Théodore Holo, ancien président de la Cour constitutionnelle, n’envisage pas de boycotter le futur Sénat béninois. Il l’a affirmé jeudi lors d’un échange organisé à Cotonou par l’Institut des artisans de justice et de paix.
Face à un public composé d’acteurs juridiques et politiques, il a indiqué qu’il restait libre de sa décision, soulignant qu’aucune disposition ne l’oblige à siéger, tout comme rien ne l’empêche d’y participer s’il le juge nécessaire.
Toutefois, l’ancien haut magistrat a exprimé des réserves sur le fonctionnement de la future institution. Il a prévenu qu’il pourrait s’en retirer si ses principes venaient à être en contradiction avec les pratiques internes du Sénat.
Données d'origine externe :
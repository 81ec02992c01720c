use core::fmt;
use std::{
    collections::{BTreeMap, HashMap},
    sync::Arc,
};

use anyhow::{Context as _, Result};
use async_trait::async_trait;
use channel_core::{ChannelError, ChatEvent, ChatTransport, UserDescriptor};
use matrix_sdk::{
    Client,
    room::Room,
    ruma::{
        OwnedRoomId, OwnedUserId, RoomId, RoomOrAliasId, UserId,
        events::room::{
            member::{MembershipState, OriginalSyncRoomMemberEvent},
            message::{MessageType, OriginalSyncRoomMessageEvent, RoomMessageEventContent},
        },
    },
};
use serde_json::json;
use tokio::sync::{
    RwLock,
    mpsc::{UnboundedReceiver, UnboundedSender, unbounded_channel},
};
use tracing::{debug, info, warn};

/// Room power level at which a member counts as a moderator.
const MODERATOR_LEVEL: i64 = 50;

#[derive(Debug, Default)]
struct Routes {
    /// Joined room id to the channel name it was configured as.
    rooms: HashMap<OwnedRoomId, String>,
    joined: HashMap<String, OwnedRoomId>,
    events: HashMap<String, UnboundedSender<ChatEvent>>,
}

/// Chat transport over a logged-in Matrix client.
///
/// Channels are addressed by the alias or room id they were configured with.
/// Inbound room events are forwarded to the channel that joined the room.
#[derive(Clone)]
pub(crate) struct MatrixTransport {
    client: Client,
    routes: Arc<RwLock<Routes>>,
    role_levels: Arc<BTreeMap<String, i64>>,
}

impl fmt::Debug for MatrixTransport {
    fn fmt(&self, f: &mut fmt::Formatter<'_>) -> fmt::Result {
        f.debug_struct("MatrixTransport")
            .field("user_id", &self.client.user_id())
            .field("role_levels", &self.role_levels)
            .finish_non_exhaustive()
    }
}

/// Roles whose minimum power level `level` reaches.
fn roles_for_level(role_levels: &BTreeMap<String, i64>, level: i64) -> Vec<String> {
    role_levels
        .iter()
        .filter(|(_, min)| level >= **min)
        .map(|(role, _)| role.clone())
        .collect()
}

/// Members at or above [`MODERATOR_LEVEL`], sorted by user id.
fn moderators_from_levels(levels: HashMap<OwnedUserId, i64>) -> Vec<String> {
    let mut moderators: Vec<String> = levels
        .into_iter()
        .filter(|(_, level)| *level >= MODERATOR_LEVEL)
        .map(|(user, _)| user.to_string())
        .collect();
    moderators.sort_unstable();
    moderators
}

fn is_own(client: &Client, user_id: &UserId) -> bool {
    client.user_id().is_some_and(|own| own == user_id)
}

impl MatrixTransport {
    pub(crate) fn new(client: Client, role_levels: BTreeMap<String, i64>) -> Self {
        Self {
            client,
            routes: Arc::default(),
            role_levels: Arc::new(role_levels),
        }
    }

    /// Registers `channel` and returns the stream of events for its room.
    pub(crate) async fn attach(&self, channel: &str) -> UnboundedReceiver<ChatEvent> {
        let (tx, rx) = unbounded_channel();
        self.routes
            .write()
            .await
            .events
            .insert(channel.to_owned(), tx);
        rx
    }

    pub(crate) fn install_handlers(&self) {
        let transport = self.clone();
        self.client.add_event_handler(
            move |ev: OriginalSyncRoomMessageEvent, room: Room, client: Client| {
                let transport = transport.clone();
                async move { transport.on_room_message(ev, room, &client).await }
            },
        );

        let transport = self.clone();
        self.client.add_event_handler(
            move |ev: OriginalSyncRoomMemberEvent, room: Room, client: Client| {
                let transport = transport.clone();
                async move { transport.on_member(ev, room, &client).await }
            },
        );
    }

    async fn route(&self, room_id: &RoomId) -> Option<(String, UnboundedSender<ChatEvent>)> {
        let routes = self.routes.read().await;
        let name = routes.rooms.get(room_id)?;
        let tx = routes.events.get(name)?;
        Some((name.clone(), tx.clone()))
    }

    async fn room(&self, channel: &str) -> Result<Room> {
        let room = self
            .routes
            .read()
            .await
            .joined
            .get(channel)
            .and_then(|id| self.client.get_room(id));
        room.ok_or_else(|| ChannelError::UnknownChannel(channel.to_owned()).into())
    }

    async fn describe(&self, room: &Room, sender: &UserId) -> UserDescriptor {
        let display_name = match room.get_member_no_sync(sender).await {
            Ok(Some(member)) => member
                .display_name()
                .map_or_else(|| sender.localpart().to_owned(), ToOwned::to_owned),
            Ok(None) => sender.localpart().to_owned(),
            Err(e) => {
                debug!(error = %e, sender = %sender, "Member lookup failed");
                sender.localpart().to_owned()
            }
        };
        let mut descriptor = UserDescriptor::new(sender.as_str()).with_display_name(display_name);

        // An unreadable power-levels event yields an empty map: level 0, no roles.
        let levels = room.users_with_power_levels().await;
        let level = levels.get(sender).copied().unwrap_or_default();
        descriptor = descriptor.with_roles(roles_for_level(&self.role_levels, level));
        descriptor.extra.insert("power_level".to_owned(), json!(level));
        descriptor
    }

    async fn on_room_message(&self, ev: OriginalSyncRoomMessageEvent, room: Room, client: &Client) {
        let text = match &ev.content.msgtype {
            MessageType::Text(t) => t.body.clone(),
            MessageType::Emote(e) => e.body.clone(),
            MessageType::Audio(_)
            | MessageType::File(_)
            | MessageType::Image(_)
            | MessageType::Location(_)
            | MessageType::Notice(_)
            | MessageType::ServerNotice(_)
            | MessageType::Video(_)
            | MessageType::VerificationRequest(_)
            | _ => return,
        };
        let Some((channel, tx)) = self.route(room.room_id()).await else {
            return;
        };

        let user = self.describe(&room, &ev.sender).await;
        let event = ChatEvent::Message {
            room: channel,
            user,
            text,
            is_self: is_own(client, &ev.sender),
        };
        if tx.send(event).is_err() {
            debug!(room_id = %room.room_id(), "Channel no longer listening");
        }
    }

    async fn on_member(&self, ev: OriginalSyncRoomMemberEvent, room: Room, client: &Client) {
        if ev.content.membership != MembershipState::Join {
            return;
        }
        let Some((channel, tx)) = self.route(room.room_id()).await else {
            return;
        };
        let event = ChatEvent::Join {
            room: channel,
            identity: ev.state_key.to_string(),
            is_self: is_own(client, &ev.state_key),
        };
        if tx.send(event).is_err() {
            debug!(room_id = %room.room_id(), "Channel no longer listening");
        }
    }
}

#[async_trait]
impl ChatTransport for MatrixTransport {
    async fn join(&self, room: &str) -> Result<()> {
        let target = RoomOrAliasId::parse(room).with_context(|| format!("invalid room `{room}`"))?;
        let joined = self
            .client
            .join_room_by_id_or_alias(&target, &[])
            .await
            .with_context(|| format!("joining {room}"))?;
        let room_id = joined.room_id().to_owned();
        info!(channel = %room, room_id = %room_id, "Joined room");

        let tx = {
            let mut routes = self.routes.write().await;
            routes.rooms.insert(room_id.clone(), room.to_owned());
            routes.joined.insert(room.to_owned(), room_id);
            routes.events.get(room).cloned()
        };

        // Joining an already-joined room produces no new membership event,
        // so confirm the join here as well.
        if let (Some(tx), Some(own)) = (tx, self.client.user_id()) {
            let confirmed = ChatEvent::Join {
                room: room.to_owned(),
                identity: own.to_string(),
                is_self: true,
            };
            if tx.send(confirmed).is_err() {
                warn!(channel = %room, "Joined a room nobody is attached to");
            }
        }
        Ok(())
    }

    async fn say(&self, room: &str, text: &str) -> Result<()> {
        self.room(room)
            .await?
            .send(RoomMessageEventContent::text_plain(text))
            .await
            .with_context(|| format!("sending message to {room}"))?;
        Ok(())
    }

    async fn action(&self, room: &str, text: &str) -> Result<()> {
        self.room(room)
            .await?
            .send(RoomMessageEventContent::emote_plain(text))
            .await
            .with_context(|| format!("sending emote to {room}"))?;
        Ok(())
    }

    async fn moderators(&self, room: &str) -> Result<Vec<String>> {
        let levels = self.room(room).await?.users_with_power_levels().await;
        Ok(moderators_from_levels(levels))
    }
}

#[cfg(test)]
mod tests {
    use super::*;

    #[test]
    fn power_level_maps_to_every_reached_role() {
        let levels = BTreeMap::from([
            ("admins".to_owned(), 100),
            ("mods".to_owned(), 50),
            ("voiced".to_owned(), 1),
        ]);
        assert_eq!(roles_for_level(&levels, 100), ["admins", "mods", "voiced"]);
        assert_eq!(roles_for_level(&levels, 50), ["mods", "voiced"]);
        assert_eq!(roles_for_level(&levels, 10), ["voiced"]);
        assert!(roles_for_level(&levels, 0).is_empty());
        assert!(roles_for_level(&BTreeMap::new(), 100).is_empty());
    }

    #[test]
    fn moderators_are_members_at_level_fifty_or_above() {
        let user = |id: &str| OwnedUserId::try_from(id).unwrap();
        let levels = HashMap::from([
            (user("@zed:example.org"), 100),
            (user("@amy:example.org"), 50),
            (user("@bob:example.org"), 49),
            (user("@cat:example.org"), 0),
        ]);
        assert_eq!(
            moderators_from_levels(levels),
            ["@amy:example.org", "@zed:example.org"]
        );
        assert!(moderators_from_levels(HashMap::new()).is_empty());
    }
}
Attaché à son indépendance, Théodore Holo a ainsi laissé entendre que la démission demeurait une option, en cas de désaccord avec l’orientation ou le rôle de la chambre haute.
Institué par la révision constitutionnelle de novembre 2025, le Sénat constitue désormais la seconde chambre du Parlement béninois. Composé de 25 à 30 membres, il est appelé à jouer un rôle de régulation, d’examen des lois et de consolidation de la stabilité institutionnelle.